If King were alive today, would he have condemned the violence in Ferguson? Again, according to his own words he would not speak out "against the violence of the oppressed in the ghettos" before he spoke out against U.S. violence overseas. Are we doing the same?
Arguably, those who took what did not belong to them in the Ferguson uprisings are not all that different from the U.S. government and business interests, who utilize violence on a much larger scale to achieve their goals. Do we really think ISIS is a threat to citizens on U.S. soil and believe that's why we're bombing them, or might some resources in the region still motivate us?
The Value of the "Violence of the Oppressed"
We can stand up for protests that rely upon nonviolent direct action while still being sympathetic to the "violence of the oppressed." Though certainly different in many facets, they are still both forms of social protest.
Looting may be seen as crude or rudimentary, yet it is still a form of protest. Many have noted that theft is an illegal act and sheds negative light on nonviolent protesters. These points are true, but without people resisting militarized police forces in Ferguson and surrounding areas, larger media outlets would not have covered the story as intensely (this is why so few of us know about the deaths of Ezell Ford and countless others).

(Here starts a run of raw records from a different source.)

//! Spawn launcher: create a sub-agent conversation and record the job

use toys_host::{HostError, HostPlatform, LaunchRequest};

use crate::job::Job;
use crate::ledger::JobLedger;
use crate::{Error, Result};

/// Parameters for one launch
#[derive(Debug, Clone, Default, PartialEq, Eq)]
pub struct LaunchOptions {
    /// Working directory for the sub-agent
    pub cwd: Option<String>,
    /// Model for the sub-agent
    pub model: Option<String>,
}

/// Launches sub-agent tasks on a host and registers them in a ledger
#[derive(Debug)]
pub struct SpawnLauncher<'a, H> {
    host: H,
    ledger: &'a JobLedger,
    default_model: String,
    default_cwd: String,
}

impl<'a, H: HostPlatform> SpawnLauncher<'a, H> {
    /// Create a launcher; `default_model` and `default_cwd` fill in
    /// whatever a launch leaves unspecified.
    pub fn new(
        host: H,
        ledger: &'a JobLedger,
        default_model: impl Into<String>,
        default_cwd: impl Into<String>,
    ) -> Self {
        Self {
            host,
            ledger,
            default_model: default_model.into(),
            default_cwd: default_cwd.into(),
        }
    }

    /// Create a remote conversation seeded with `task` and append a pending
    /// job for it.
    ///
    /// The ledger is checked before the host is contacted, and the job is
    /// written only after the host has confirmed the remote handle; a refused
    /// or failed launch leaves the ledger untouched. The task text is sent and
    /// stored as given.
    pub fn launch(&self, task: &str, options: &LaunchOptions) -> Result<Job> {
        if task.trim().is_empty() {
            return Err(Error::EmptyTask);
        }
        self.ledger.ensure_writable()?;

        let request = LaunchRequest {
            message: task.to_string(),
            model: options
                .model
                .clone()
                .unwrap_or_else(|| self.default_model.clone()),
            cwd: options
                .cwd
                .clone()
                .unwrap_or_else(|| self.default_cwd.clone()),
        };

        let handle = self
            .host
            .create_conversation(&request)
            .map_err(|e| match e {
                HostError::Rejected { status, body } => Error::LaunchRejected {
                    status,
                    reason: body,
                },
                other => Error::HostUnavailable {
                    message: other.to_string(),
                },
            })?;

        let job = Job::pending(handle, task, Some(request.cwd), Some(request.model));
        if let Err(e) = self.ledger.append(job.clone()) {
            tracing::error!(handle = %job.remote_handle, error = %e, "sub-agent started but not recorded");
            return Err(Error::Unrecorded {
                handle: job.remote_handle,
                source: Box::new(e),
            });
        }

        tracing::info!(
            id = %job.id,
            handle = %job.remote_handle,
            model = job.model.as_deref().unwrap_or_default(),
            "launched sub-agent"
        );
        Ok(job)
    }
}
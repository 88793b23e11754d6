//! Shared test utilities for the power-toys workspace.
//!
//! This crate provides standardised test fixtures so crate test suites do
//! not each reinvent a host platform. It is a dev-dependency only, never
//! published.
//!
//! # Modules
//!
//! - [`host`]: [`FakeHost`], an in-memory host platform with scripted
//!   conversation states
//! - [`ledger`]: [`TestLedger`], a scratch directory holding a ledger path

pub mod host;
pub mod ledger;

pub use host::{FakeHost, Poll};
pub use ledger::TestLedger;
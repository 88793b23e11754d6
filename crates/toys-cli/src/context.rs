//! Invocation context
//!
//! Resolves settings from the settings file and command-line overrides into
//! the ledger and host connection every spawn command works against.

use std::path::PathBuf;

use toys_host::ShelleyClient;
use toys_spawn::{HostResolver, JobLedger, SpawnSettings};

use crate::error::Result;

/// Settings and ledger for one invocation
#[derive(Debug, Clone)]
pub struct SpawnContext {
    pub settings: SpawnSettings,
    pub ledger: JobLedger,
}

impl SpawnContext {
    /// Load settings from the default file, then apply overrides.
    pub fn load(ledger: Option<PathBuf>, api: Option<String>) -> Result<Self> {
        let settings = SpawnSettings::load()?;
        Ok(Self::with_settings(settings, ledger, api))
    }

    /// Build from explicit settings, then apply overrides.
    pub fn with_settings(
        mut settings: SpawnSettings,
        ledger: Option<PathBuf>,
        api: Option<String>,
    ) -> Self {
        if ledger.is_some() {
            settings.ledger = ledger;
        }
        if let Some(api) = api {
            settings.api = api;
        }

        let ledger = JobLedger::open(settings.ledger_path()).with_robustness(settings.robustness());
        tracing::debug!(ledger = %ledger.path().display(), api = %settings.api, "spawn context");
        Self { settings, ledger }
    }

    /// HTTP client for the configured host.
    ///
    /// Blocking: build and use it outside any async context.
    pub fn client(&self) -> Result<ShelleyClient> {
        Ok(ShelleyClient::new(self.settings.host_config())?)
    }

    /// Status resolver backed by the configured host
    pub fn resolver(&self) -> Result<HostResolver<ShelleyClient>> {
        Ok(HostResolver::new(self.client()?))
    }
}
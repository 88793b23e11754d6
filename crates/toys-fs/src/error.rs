//! Error types for toys-fs

use std::path::PathBuf;
use std::time::Duration;

/// Result type for toys-fs operations
pub type Result<T> = std::result::Result<T, Error>;

/// Errors that can occur in toys-fs operations
#[derive(Debug, thiserror::Error)]
pub enum Error {
    #[error("I/O error at {path}: {source}")]
    Io {
        path: PathBuf,
        #[source]
        source: std::io::Error,
    },

    #[error("Failed to parse {format} config at {path}: {message}")]
    ConfigParse {
        path: PathBuf,
        format: String,
        message: String,
    },

    #[error("Failed to serialize {format} config for {path}: {message}")]
    ConfigSerialize {
        path: PathBuf,
        format: String,
        message: String,
    },

    #[error("Unsupported config format: {extension}")]
    UnsupportedFormat { extension: String },

    #[error("Timed out after {waited:?} waiting for lock on {path}")]
    LockTimeout { path: PathBuf, waited: Duration },
}

impl Error {
    pub fn io(path: impl Into<PathBuf>, source: std::io::Error) -> Self {
        Self::Io {
            path: path.into(),
            source,
        }
    }
}
//! Host platform integration for Shelley power toys
//!
//! The host platform owns sub-agent conversations. This crate defines the
//! [`HostPlatform`] contract the rest of the workspace programs against and
//! a blocking HTTP implementation, [`ShelleyClient`], for the Shelley API:
//!
//! - create a conversation seeded with a task
//! - read a conversation's current state (open turn, final message, error)

pub mod client;
pub mod error;
pub mod platform;
pub mod types;

pub use client::{DEFAULT_API_BASE, DEFAULT_USER_ID, HostConfig, ShelleyClient};
pub use error::{HostError, Result};
pub use platform::HostPlatform;
pub use types::{ConversationSnapshot, ConversationState, LaunchRequest};
//! Check command implementation

use colored::Colorize;
use toys_spawn::{Freshness, JobView, refresh_job};

use super::{print_json, status_label};
use crate::context::SpawnContext;
use crate::error::Result;

/// Run the check command
pub fn run_check(ctx: &SpawnContext, id: &str, json: bool, no_refresh: bool) -> Result<()> {
    let id = ctx.ledger.resolve_id(id)?;
    let job = ctx.ledger.get(&id)?;

    let view = if no_refresh {
        JobView::cached(job)
    } else {
        refresh_job(&ctx.ledger, &ctx.resolver()?, job)?
    };

    if json {
        return print_json(&view);
    }
    print_view(&view);
    Ok(())
}

fn print_view(view: &JobView) {
    let job = &view.job;

    println!("{}:     {}", "Job".dimmed(), job.id.bold());
    println!("{}:  {}", "Status".dimmed(), status_label(job.status));
    println!("{}:    {}", "Task".dimmed(), job.task);
    println!("{}:  {}", "Handle".dimmed(), job.remote_handle);
    if let Some(cwd) = &job.cwd {
        println!("{}:     {}", "Cwd".dimmed(), cwd);
    }
    if let Some(model) = &job.model {
        println!("{}:   {}", "Model".dimmed(), model);
    }
    println!(
        "{}: {}",
        "Created".dimmed(),
        job.created_at.with_timezone(&chrono::Local).to_rfc2822()
    );
    if let Some(resolved) = job.resolved_at {
        println!(
            "{}: {}",
            "Resolved".dimmed(),
            resolved.with_timezone(&chrono::Local).to_rfc2822()
        );
    }

    match &view.freshness {
        Freshness::Stale(reason) => {
            println!();
            println!(
                "{} host unreachable, showing last recorded status ({})",
                "warning:".yellow().bold(),
                reason
            );
        }
        Freshness::Cached => {
            println!();
            println!("{}", "Status not refreshed".dimmed());
        }
        Freshness::Terminal | Freshness::Refreshed => {}
    }

    if let Some(result) = &job.result {
        println!();
        let heading = if job.status == toys_spawn::JobStatus::Failed {
            "Error".red().bold()
        } else {
            "Result".bold()
        };
        println!("{}:", heading);
        for line in result.lines() {
            println!("  {}", line);
        }
    }
}
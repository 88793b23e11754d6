//! Command implementations for toys-cli

pub mod check;
pub mod completions;
pub mod list;
pub mod start;
pub mod wait;

pub use check::run_check;
pub use completions::run_completions;
pub use list::run_list;
pub use start::run_start;
pub use wait::run_wait;

use colored::{ColoredString, Colorize};
use serde::Serialize;
use toys_spawn::{Freshness, JobStatus, WaitEnd};

use crate::error::{Result, exit};

/// First eight characters of a job id, enough to pass back as a prefix
pub(crate) fn short_id(id: &str) -> &str {
    id.get(..8).unwrap_or(id)
}

pub(crate) fn status_label(status: JobStatus) -> ColoredString {
    let text = status.as_str();
    match status {
        JobStatus::Pending => text.yellow(),
        JobStatus::Running => text.cyan(),
        JobStatus::Completed => text.green(),
        JobStatus::Failed => text.red(),
        JobStatus::TimedOut => text.magenta(),
    }
}

pub(crate) fn freshness_note(freshness: &Freshness) -> Option<ColoredString> {
    match freshness {
        Freshness::Stale(_) => Some("(stale)".yellow()),
        Freshness::Cached => Some("(not refreshed)".dimmed()),
        Freshness::Terminal | Freshness::Refreshed => None,
    }
}

/// Single line of `text`, cut to `width` characters
pub(crate) fn one_line(text: &str, width: usize) -> String {
    let line = text.lines().next().unwrap_or_default();
    let mut out: String = line.chars().take(width).collect();
    if line.chars().count() > width || text.lines().nth(1).is_some() {
        out.push_str("...");
    }
    out
}

pub(crate) fn print_json<T: Serialize>(value: &T) -> Result<()> {
    println!("{}", serde_json::to_string_pretty(value)?);
    Ok(())
}

pub(crate) fn exit_code_for(end: WaitEnd) -> i32 {
    match end {
        WaitEnd::Resolved => exit::SUCCESS,
        WaitEnd::TimedOut => exit::TIMED_OUT,
        WaitEnd::Interrupted => exit::INTERRUPTED,
    }
}
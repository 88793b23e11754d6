//! Error types for toys-cli

/// Result type for CLI operations
pub type Result<T> = std::result::Result<T, CliError>;

/// Process exit codes
pub mod exit {
    pub const SUCCESS: i32 = 0;
    /// Bad input, corrupt ledger, refused launch, lock timeout
    pub const ERROR: i32 = 1;
    /// A wait reached its deadline
    pub const TIMED_OUT: i32 = 2;
    /// A wait was interrupted with Ctrl-C
    pub const INTERRUPTED: i32 = 130;
}

/// Errors that can occur in CLI operations
#[derive(Debug, thiserror::Error)]
pub enum CliError {
    /// Error from toys-spawn
    #[error(transparent)]
    Spawn(#[from] toys_spawn::Error),

    /// Error from toys-host
    #[error(transparent)]
    Host(#[from] toys_host::HostError),

    /// Standard I/O error
    #[error(transparent)]
    Io(#[from] std::io::Error),

    /// JSON output error
    #[error(transparent)]
    Json(#[from] serde_json::Error),

    /// User-facing error with a message
    #[error("{message}")]
    User { message: String },
}

impl CliError {
    /// Create a new user error with the given message
    pub fn user(message: impl Into<String>) -> Self {
        Self::User {
            message: message.into(),
        }
    }

    /// Extra lines worth showing under the error message
    pub fn hint(&self) -> Option<String> {
        match self {
            Self::Spawn(toys_spawn::Error::AmbiguousId { matches, .. }) => {
                Some(format!("matching jobs: {}", matches.join(", ")))
            }
            Self::Spawn(toys_spawn::Error::LedgerCorrupt { path, .. }) => Some(format!(
                "the file was left untouched; fix or move {} and retry",
                path.display()
            )),
            Self::Spawn(toys_spawn::Error::Unrecorded { handle, .. }) => Some(format!(
                "conversation {handle} is running on the host but is not in the ledger"
            )),
            _ => None,
        }
    }
}
//! Job records and their status machine
//!
//! A job is one launched sub-agent task. Its status only ever advances:
//!
//! ```text
//! pending ──► running ──► completed
//!    │           ▲  │
//!    │           │  └───► failed
//!    │           ▼
//!    │       timed_out
//!    └──────────────────► completed | failed
//! ```
//!
//! `timed_out` shares its rank with `running`: it only records that some
//! caller stopped waiting, and any later remote observation supersedes it.

use std::fmt;
use std::str::FromStr;

use chrono::{DateTime, Utc};
use serde::{Deserialize, Serialize};
use uuid::Uuid;

use crate::resolver::Resolution;

/// Lifecycle status of a job
#[derive(Debug, Clone, Copy, PartialEq, Eq, Hash, Serialize, Deserialize)]
#[serde(rename_all = "snake_case")]
pub enum JobStatus {
    /// Launched, not yet observed
    Pending,
    /// Remote conversation has an open turn
    Running,
    /// Remote agent finished its turn
    Completed,
    /// Remote host reported an execution error
    Failed,
    /// A waiter gave up; true remote state unknown
    TimedOut,
}

impl JobStatus {
    /// All statuses, in declaration order
    pub const ALL: [JobStatus; 5] = [
        JobStatus::Pending,
        JobStatus::Running,
        JobStatus::Completed,
        JobStatus::Failed,
        JobStatus::TimedOut,
    ];

    /// Position along the lifecycle; transitions never lower it.
    pub fn rank(self) -> u8 {
        match self {
            Self::Pending => 0,
            Self::Running | Self::TimedOut => 1,
            Self::Completed | Self::Failed => 2,
        }
    }

    /// Whether no further transitions follow
    pub fn is_terminal(self) -> bool {
        matches!(self, Self::Completed | Self::Failed)
    }

    /// Whether moving from `self` to `next` is permitted.
    pub fn can_become(self, next: JobStatus) -> bool {
        if self.is_terminal() {
            return self == next;
        }
        next.rank() >= self.rank()
    }

    pub fn as_str(self) -> &'static str {
        match self {
            Self::Pending => "pending",
            Self::Running => "running",
            Self::Completed => "completed",
            Self::Failed => "failed",
            Self::TimedOut => "timed_out",
        }
    }
}

impl fmt::Display for JobStatus {
    fn fmt(&self, f: &mut fmt::Formatter<'_>) -> fmt::Result {
        f.write_str(self.as_str())
    }
}

impl FromStr for JobStatus {
    type Err = String;

    fn from_str(s: &str) -> Result<Self, Self::Err> {
        JobStatus::ALL
            .into_iter()
            .find(|status| status.as_str() == s || (s == "timed-out" && *status == Self::TimedOut))
            .ok_or_else(|| {
                format!(
                    "unknown status '{}' (expected one of: pending, running, completed, failed, timed_out)",
                    s
                )
            })
    }
}

/// One tracked sub-agent task
#[derive(Debug, Clone, PartialEq, Eq, Serialize, Deserialize)]
pub struct Job {
    /// Local identifier, assigned at creation
    pub id: String,
    /// Conversation id on the host platform
    pub remote_handle: String,
    /// Instruction text given to the sub-agent
    pub task: String,
    /// Working directory the sub-agent was launched in
    #[serde(default, skip_serializing_if = "Option::is_none")]
    pub cwd: Option<String>,
    /// Model the sub-agent runs on
    #[serde(default, skip_serializing_if = "Option::is_none")]
    pub model: Option<String>,
    /// Current lifecycle status
    pub status: JobStatus,
    /// Final output (completed) or error text (failed)
    #[serde(default, skip_serializing_if = "Option::is_none")]
    pub result: Option<String>,
    /// When the job was launched
    pub created_at: DateTime<Utc>,
    /// When the job first reached a terminal status
    #[serde(default, skip_serializing_if = "Option::is_none")]
    pub resolved_at: Option<DateTime<Utc>>,
}

impl Job {
    /// Create a pending job for a freshly created remote conversation.
    pub fn pending(
        remote_handle: impl Into<String>,
        task: impl Into<String>,
        cwd: Option<String>,
        model: Option<String>,
    ) -> Self {
        Self {
            id: Uuid::new_v4().to_string(),
            remote_handle: remote_handle.into(),
            task: task.into(),
            cwd,
            model,
            status: JobStatus::Pending,
            result: None,
            created_at: Utc::now(),
            resolved_at: None,
        }
    }

    /// Whether the job has reached a terminal status
    pub fn is_terminal(&self) -> bool {
        self.status.is_terminal()
    }

    /// Fold a remote observation into this job.
    ///
    /// Terminal jobs are left untouched. Returns whether anything changed.
    pub fn apply(&mut self, resolution: &Resolution) -> bool {
        if self.is_terminal() {
            return false;
        }

        let (status, result) = match resolution {
            Resolution::Running => (JobStatus::Running, None),
            Resolution::Completed(text) => (JobStatus::Completed, Some(text.clone())),
            Resolution::Failed(error) => (JobStatus::Failed, Some(error.clone())),
        };

        if self.status == status && self.result == result {
            return false;
        }
        self.status = status;
        self.result = result;
        true
    }

    /// Whether applying `resolution` would change this job
    pub fn would_change(&self, resolution: &Resolution) -> bool {
        self.clone().apply(resolution)
    }
}
//! [`FakeHost`]: an in-memory [`HostPlatform`] with scripted behaviour.
//!
//! Each conversation handle owns a queue of [`Poll`] results. Every state
//! query pops the front of the queue; the last entry repeats forever, so a
//! script of `[Open, Open, Final("42")]` resolves on the third poll and stays
//! resolved. Handles without a script report an open turn.

use std::collections::{HashMap, VecDeque};
use std::sync::Mutex;

use toys_host::{ConversationState, HostError, HostPlatform, LaunchRequest, Result};

/// One scripted answer to a state query
#[derive(Debug, Clone, PartialEq, Eq)]
pub enum Poll {
    /// The agent still has an open turn
    Open,
    /// The agent finished with this text
    Final(String),
    /// The host reports an execution error
    Error(String),
    /// The host cannot be reached
    Unreachable,
}

impl Poll {
    /// Shorthand for [`Poll::Final`]
    pub fn done(text: &str) -> Self {
        Self::Final(text.to_string())
    }
}

#[derive(Debug, Default)]
struct State {
    next_handle: u32,
    scripts: HashMap<String, VecDeque<Poll>>,
    polls: HashMap<String, usize>,
    launches: Vec<LaunchRequest>,
    reject_launches: Option<(u16, String)>,
    launches_unreachable: bool,
}

/// In-memory host platform
#[derive(Debug, Default)]
pub struct FakeHost {
    state: Mutex<State>,
}

impl FakeHost {
    /// A host that accepts every launch and reports open turns.
    pub fn new() -> Self {
        Self::default()
    }

    /// Refuse every subsequent launch with the given HTTP status and body.
    pub fn reject_launches(&self, status: u16, body: &str) {
        self.state.lock().unwrap().reject_launches = Some((status, body.to_string()));
    }

    /// Make every subsequent launch fail as if the host were down.
    pub fn unreachable_launches(&self) {
        self.state.lock().unwrap().launches_unreachable = true;
    }

    /// Replace the script for `handle`.
    pub fn script(&self, handle: &str, polls: impl IntoIterator<Item = Poll>) {
        self.state
            .lock()
            .unwrap()
            .scripts
            .insert(handle.to_string(), polls.into_iter().collect());
    }

    /// Script `handle` to answer `poll` from now on.
    pub fn set(&self, handle: &str, poll: Poll) {
        self.script(handle, [poll]);
    }

    /// Number of state queries made for `handle`.
    pub fn polls(&self, handle: &str) -> usize {
        self.state
            .lock()
            .unwrap()
            .polls
            .get(handle)
            .copied()
            .unwrap_or(0)
    }

    /// Every accepted launch request, in order.
    pub fn launches(&self) -> Vec<LaunchRequest> {
        self.state.lock().unwrap().launches.clone()
    }
}

impl HostPlatform for FakeHost {
    fn create_conversation(&self, request: &LaunchRequest) -> Result<String> {
        let mut state = self.state.lock().unwrap();
        if state.launches_unreachable {
            return Err(HostError::Unavailable {
                message: "connection refused".to_string(),
            });
        }
        if let Some((status, body)) = state.reject_launches.clone() {
            return Err(HostError::Rejected { status, body });
        }

        state.next_handle += 1;
        let handle = format!("c{:07}", state.next_handle);
        state.launches.push(request.clone());
        Ok(handle)
    }

    fn conversation_state(&self, handle: &str) -> Result<ConversationState> {
        let mut state = self.state.lock().unwrap();
        *state.polls.entry(handle.to_string()).or_insert(0) += 1;

        let poll = match state.scripts.get_mut(handle) {
            Some(queue) if queue.len() > 1 => queue.pop_front().unwrap_or(Poll::Open),
            Some(queue) => queue.front().cloned().unwrap_or(Poll::Open),
            None => Poll::Open,
        };

        match poll {
            Poll::Open => Ok(ConversationState::OpenTurn),
            Poll::Final(text) => Ok(ConversationState::FinalMessage(text)),
            Poll::Error(text) => Ok(ConversationState::Error(text)),
            Poll::Unreachable => Err(HostError::Unavailable {
                message: "connection refused".to_string(),
            }),
        }
    }
}
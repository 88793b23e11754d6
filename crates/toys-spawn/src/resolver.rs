//! Remote status resolution
//!
//! Translates the host's view of a sub-agent conversation into a job
//! [`Resolution`]. Anything short of an explicit answer from the host
//! (network errors, 5xx responses, garbled bodies) is reported as
//! [`ResolverUnavailable`]: "no information yet", never a job failure.

use toys_host::{ConversationState, HostPlatform};

/// What the host says about a job
#[derive(Debug, Clone, PartialEq, Eq)]
pub enum Resolution {
    /// Still has an open turn
    Running,
    /// Finished; carries the final assistant text
    Completed(String),
    /// The host reported an execution error
    Failed(String),
}

impl Resolution {
    /// Whether this observation ends the job
    pub fn is_terminal(&self) -> bool {
        !matches!(self, Self::Running)
    }
}

impl From<ConversationState> for Resolution {
    fn from(state: ConversationState) -> Self {
        match state {
            ConversationState::OpenTurn => Self::Running,
            ConversationState::FinalMessage(text) => Self::Completed(text),
            ConversationState::Error(error) => Self::Failed(error),
        }
    }
}

/// The host could not be asked; try again next round
#[derive(Debug, Clone, PartialEq, Eq, thiserror::Error)]
#[error("status of {handle} unavailable: {reason}")]
pub struct ResolverUnavailable {
    pub handle: String,
    pub reason: String,
}

/// Source of remote job status
pub trait Resolver {
    /// Query the latest state of the conversation behind `remote_handle`.
    fn resolve(&self, remote_handle: &str) -> Result<Resolution, ResolverUnavailable>;
}

impl<R: Resolver + ?Sized> Resolver for &R {
    fn resolve(&self, remote_handle: &str) -> Result<Resolution, ResolverUnavailable> {
        (**self).resolve(remote_handle)
    }
}

/// [`Resolver`] backed by a host platform
#[derive(Debug, Clone)]
pub struct HostResolver<H> {
    host: H,
}

impl<H: HostPlatform> HostResolver<H> {
    pub fn new(host: H) -> Self {
        Self { host }
    }
}

impl<H: HostPlatform> Resolver for HostResolver<H> {
    fn resolve(&self, remote_handle: &str) -> Result<Resolution, ResolverUnavailable> {
        match self.host.conversation_state(remote_handle) {
            Ok(state) => Ok(state.into()),
            Err(e) => {
                tracing::warn!(handle = %remote_handle, error = %e, "status query failed");
                Err(ResolverUnavailable {
                    handle: remote_handle.to_string(),
                    reason: e.to_string(),
                })
            }
        }
    }
}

Indeed, it is unfortunate that the media overplays "looting and rioting" much more than it covers the thousands who peacefully protest everyday for justice. However, it should be recognized that Michael Brown's death would not have become worldwide news if those young African American men were not in the streets protecting the people by throwing tear gas canisters back at law enforcement.
Presenting Power with a Choice: "Either Words or Blows"
Though we might not condone the violence that came out of Ferguson and other places, those who stand for peaceful civil disobedience can use it to their advantage. Leadership from Martin Luther King, Jr. back to Frederick Douglass understood this when negotiating for the peaceful advancement of African Americans.
The government was much more willing to work with MLK because it was critically aware of the messages of Malcolm X, Stokely Carmichael, the Black Panther Party for Self-Defense, etc. King understood this and so have others.
In 1857, Frederick Douglass said:
"Find out just what any people will quietly submit to and you have found out the exact measure of injustice and wrong which will be imposed upon them, and these will continue till they are resisted with either words or blows, or with both."
So when young African American men, women, and other oppressed peoples use "words or blows" to strive for their equality, we might reconsider that the freedom struggle has always included many different tactics to achieve the goal of equality.